■ **WHAT YOU SHOULD DO**:
When you reach the line containing "use tracing::debug;" in the entries below, start writing out each line exactly, and stop after the line containing "let mut images".
+ + + + + + +
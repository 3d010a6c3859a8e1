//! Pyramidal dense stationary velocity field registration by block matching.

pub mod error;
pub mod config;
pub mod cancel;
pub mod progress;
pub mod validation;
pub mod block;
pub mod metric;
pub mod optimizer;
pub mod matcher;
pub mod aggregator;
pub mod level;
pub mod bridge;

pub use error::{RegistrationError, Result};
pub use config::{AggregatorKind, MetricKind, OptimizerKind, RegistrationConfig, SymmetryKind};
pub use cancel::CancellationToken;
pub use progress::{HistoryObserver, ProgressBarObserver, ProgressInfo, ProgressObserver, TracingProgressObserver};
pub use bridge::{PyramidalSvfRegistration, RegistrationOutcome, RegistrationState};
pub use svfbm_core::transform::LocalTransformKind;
+ + + + + + +
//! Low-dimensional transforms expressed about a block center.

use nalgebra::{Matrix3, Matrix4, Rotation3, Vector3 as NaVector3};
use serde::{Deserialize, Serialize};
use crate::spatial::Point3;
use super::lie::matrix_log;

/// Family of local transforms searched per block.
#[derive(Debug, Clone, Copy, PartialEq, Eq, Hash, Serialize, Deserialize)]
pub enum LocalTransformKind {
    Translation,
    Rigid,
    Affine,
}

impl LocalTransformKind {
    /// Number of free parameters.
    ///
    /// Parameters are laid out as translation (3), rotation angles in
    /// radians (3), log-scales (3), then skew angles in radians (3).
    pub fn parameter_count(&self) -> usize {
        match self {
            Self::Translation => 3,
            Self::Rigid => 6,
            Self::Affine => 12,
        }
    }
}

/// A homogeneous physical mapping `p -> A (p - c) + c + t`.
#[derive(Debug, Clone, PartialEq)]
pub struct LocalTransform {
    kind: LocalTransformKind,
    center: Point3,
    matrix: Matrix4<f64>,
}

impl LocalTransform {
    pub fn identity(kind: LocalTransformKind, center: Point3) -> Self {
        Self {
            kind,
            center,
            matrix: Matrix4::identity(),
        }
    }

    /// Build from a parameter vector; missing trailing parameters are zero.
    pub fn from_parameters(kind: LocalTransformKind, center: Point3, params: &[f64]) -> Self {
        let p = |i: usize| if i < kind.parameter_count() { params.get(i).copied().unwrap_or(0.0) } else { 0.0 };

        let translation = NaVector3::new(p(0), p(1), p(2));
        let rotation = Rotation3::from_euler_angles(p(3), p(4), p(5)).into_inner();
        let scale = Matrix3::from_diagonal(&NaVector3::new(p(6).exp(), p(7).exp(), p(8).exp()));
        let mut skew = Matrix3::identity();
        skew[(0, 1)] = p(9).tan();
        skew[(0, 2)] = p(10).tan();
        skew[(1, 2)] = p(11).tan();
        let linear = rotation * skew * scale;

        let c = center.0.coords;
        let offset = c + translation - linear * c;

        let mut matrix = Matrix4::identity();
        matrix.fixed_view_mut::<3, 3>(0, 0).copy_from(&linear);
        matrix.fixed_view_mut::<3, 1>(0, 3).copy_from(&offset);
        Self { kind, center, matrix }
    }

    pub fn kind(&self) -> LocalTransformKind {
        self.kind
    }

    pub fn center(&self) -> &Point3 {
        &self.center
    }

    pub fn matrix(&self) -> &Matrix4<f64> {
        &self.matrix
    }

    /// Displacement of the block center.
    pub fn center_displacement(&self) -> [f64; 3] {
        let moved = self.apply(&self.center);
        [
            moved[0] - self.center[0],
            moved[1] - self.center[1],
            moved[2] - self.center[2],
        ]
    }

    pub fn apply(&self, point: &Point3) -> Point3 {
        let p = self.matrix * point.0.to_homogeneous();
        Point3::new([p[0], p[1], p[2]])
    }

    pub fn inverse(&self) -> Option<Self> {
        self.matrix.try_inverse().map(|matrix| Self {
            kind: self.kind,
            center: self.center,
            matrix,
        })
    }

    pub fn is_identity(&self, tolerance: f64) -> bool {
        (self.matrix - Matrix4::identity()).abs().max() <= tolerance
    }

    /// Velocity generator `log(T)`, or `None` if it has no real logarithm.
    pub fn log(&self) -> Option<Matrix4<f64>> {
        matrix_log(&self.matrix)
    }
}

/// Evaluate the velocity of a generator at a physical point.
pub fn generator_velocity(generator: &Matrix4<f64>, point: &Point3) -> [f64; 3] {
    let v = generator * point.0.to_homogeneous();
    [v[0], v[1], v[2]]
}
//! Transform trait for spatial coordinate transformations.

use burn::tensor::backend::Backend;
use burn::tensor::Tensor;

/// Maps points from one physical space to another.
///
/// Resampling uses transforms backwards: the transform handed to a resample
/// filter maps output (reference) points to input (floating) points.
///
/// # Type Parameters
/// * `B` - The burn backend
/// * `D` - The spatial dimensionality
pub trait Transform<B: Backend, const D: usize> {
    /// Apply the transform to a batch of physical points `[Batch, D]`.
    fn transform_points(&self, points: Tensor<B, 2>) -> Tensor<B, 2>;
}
+ + + + + + +
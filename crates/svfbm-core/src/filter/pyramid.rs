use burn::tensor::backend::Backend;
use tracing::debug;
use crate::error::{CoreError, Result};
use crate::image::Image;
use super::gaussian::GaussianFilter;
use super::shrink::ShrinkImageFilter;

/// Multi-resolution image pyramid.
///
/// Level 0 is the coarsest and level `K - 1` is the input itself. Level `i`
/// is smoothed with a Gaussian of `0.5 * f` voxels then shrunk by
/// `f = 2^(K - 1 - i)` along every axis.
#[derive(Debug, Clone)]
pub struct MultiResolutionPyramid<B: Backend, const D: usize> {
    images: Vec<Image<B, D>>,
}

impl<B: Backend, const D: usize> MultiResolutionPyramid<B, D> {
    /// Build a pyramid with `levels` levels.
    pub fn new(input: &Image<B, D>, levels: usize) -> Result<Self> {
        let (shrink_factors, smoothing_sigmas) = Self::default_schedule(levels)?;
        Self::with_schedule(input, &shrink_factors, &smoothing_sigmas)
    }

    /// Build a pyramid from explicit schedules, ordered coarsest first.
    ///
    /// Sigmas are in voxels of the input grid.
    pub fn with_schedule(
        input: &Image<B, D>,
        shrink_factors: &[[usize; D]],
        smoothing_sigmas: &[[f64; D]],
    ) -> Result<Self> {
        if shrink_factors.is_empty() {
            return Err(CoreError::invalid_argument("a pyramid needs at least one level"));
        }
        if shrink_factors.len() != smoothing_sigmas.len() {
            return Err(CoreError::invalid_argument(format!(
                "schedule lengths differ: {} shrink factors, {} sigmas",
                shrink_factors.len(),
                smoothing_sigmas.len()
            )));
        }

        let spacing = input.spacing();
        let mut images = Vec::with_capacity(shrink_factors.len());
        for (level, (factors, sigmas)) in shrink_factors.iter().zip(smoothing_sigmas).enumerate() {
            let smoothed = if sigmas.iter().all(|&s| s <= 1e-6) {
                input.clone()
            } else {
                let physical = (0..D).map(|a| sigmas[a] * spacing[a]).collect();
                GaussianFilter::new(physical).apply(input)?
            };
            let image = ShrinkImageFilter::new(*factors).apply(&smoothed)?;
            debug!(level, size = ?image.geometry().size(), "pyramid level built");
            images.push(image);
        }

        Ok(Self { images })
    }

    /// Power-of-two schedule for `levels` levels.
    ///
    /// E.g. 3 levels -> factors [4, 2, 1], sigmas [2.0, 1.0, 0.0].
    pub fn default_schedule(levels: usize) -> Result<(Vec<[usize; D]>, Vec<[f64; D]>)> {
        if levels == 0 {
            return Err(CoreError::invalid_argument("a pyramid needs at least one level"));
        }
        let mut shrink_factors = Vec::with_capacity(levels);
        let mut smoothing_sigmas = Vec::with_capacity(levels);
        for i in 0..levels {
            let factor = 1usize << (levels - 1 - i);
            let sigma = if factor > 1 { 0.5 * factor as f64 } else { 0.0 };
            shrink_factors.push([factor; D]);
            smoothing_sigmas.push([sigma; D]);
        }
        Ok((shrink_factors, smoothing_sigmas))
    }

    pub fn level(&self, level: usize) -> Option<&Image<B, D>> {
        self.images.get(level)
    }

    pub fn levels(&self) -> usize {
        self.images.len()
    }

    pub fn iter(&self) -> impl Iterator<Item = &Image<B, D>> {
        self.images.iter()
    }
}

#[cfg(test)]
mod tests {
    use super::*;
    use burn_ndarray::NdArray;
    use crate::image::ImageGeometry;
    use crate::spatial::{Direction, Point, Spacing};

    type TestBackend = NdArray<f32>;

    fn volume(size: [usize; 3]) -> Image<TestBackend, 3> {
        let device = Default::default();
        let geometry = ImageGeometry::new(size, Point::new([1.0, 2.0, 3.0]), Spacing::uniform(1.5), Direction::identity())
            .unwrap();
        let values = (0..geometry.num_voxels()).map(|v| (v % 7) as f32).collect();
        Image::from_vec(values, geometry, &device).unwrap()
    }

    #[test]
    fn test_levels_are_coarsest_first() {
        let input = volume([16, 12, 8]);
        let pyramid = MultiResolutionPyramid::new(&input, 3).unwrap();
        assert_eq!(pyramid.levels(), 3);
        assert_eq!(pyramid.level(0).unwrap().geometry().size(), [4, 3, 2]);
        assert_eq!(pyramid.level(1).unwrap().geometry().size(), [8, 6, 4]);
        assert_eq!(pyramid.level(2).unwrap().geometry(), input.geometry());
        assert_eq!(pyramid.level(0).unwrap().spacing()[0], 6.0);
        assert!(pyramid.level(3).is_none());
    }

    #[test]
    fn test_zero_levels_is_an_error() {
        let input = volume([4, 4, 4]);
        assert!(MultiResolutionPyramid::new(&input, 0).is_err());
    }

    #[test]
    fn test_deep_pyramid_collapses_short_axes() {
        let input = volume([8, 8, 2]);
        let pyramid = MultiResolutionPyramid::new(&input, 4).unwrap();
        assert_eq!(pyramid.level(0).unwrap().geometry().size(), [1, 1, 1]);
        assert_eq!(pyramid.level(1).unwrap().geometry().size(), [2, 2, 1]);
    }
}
+ + + + + + +
■ **TASK RESULT**:
use tracing::debug;
use crate::error::{CoreError, Result};
use crate::image::Image;
use super::gaussian::GaussianFilter;
use super::shrink::ShrinkImageFilter;

/// Multi-resolution image pyramid.
///
/// Level 0 is the coarsest and level `K - 1` is the input itself. Level `i`
/// is smoothed with a Gaussian of `0.5 * f` voxels then shrunk by
/// `f = 2^(K - 1 - i)` along every axis.
#[derive(Debug, Clone)]
pub struct MultiResolutionPyramid<B: Backend, const D: usize> {
    images: Vec<Image<B, D>>,
}

impl<B: Backend, const D: usize> MultiResolutionPyramid<B, D> {
    /// Build a pyramid with `levels` levels.
    pub fn new(input: &Image<B, D>, levels: usize) -> Result<Self> {
        let (shrink_factors, smoothing_sigmas) = Self::default_schedule(levels)?;
        Self::with_schedule(input, &shrink_factors, &smoothing_sigmas)
    }

    /// Build a pyramid from explicit schedules, ordered coarsest first.
    ///
    /// Sigmas are in voxels of the input grid.
    pub fn with_schedule(
        input: &Image<B, D>,
        shrink_factors: &[[usize; D]],
        smoothing_sigmas: &[[f64; D]],
    ) -> Result<Self> {
        if shrink_factors.is_empty() {
            return Err(CoreError::invalid_argument("a pyramid needs at least one level"));
        }
        if shrink_factors.len() != smoothing_sigmas.len() {
            return Err(CoreError::invalid_argument(format!(
                "schedule lengths differ: {} shrink factors, {} sigmas",
                shrink_factors.len(),
                smoothing_sigmas.len()
            )));
        }

        let spacing = input.spacing();
        let mut images = Vec::with_capacity(shrink_factors.len());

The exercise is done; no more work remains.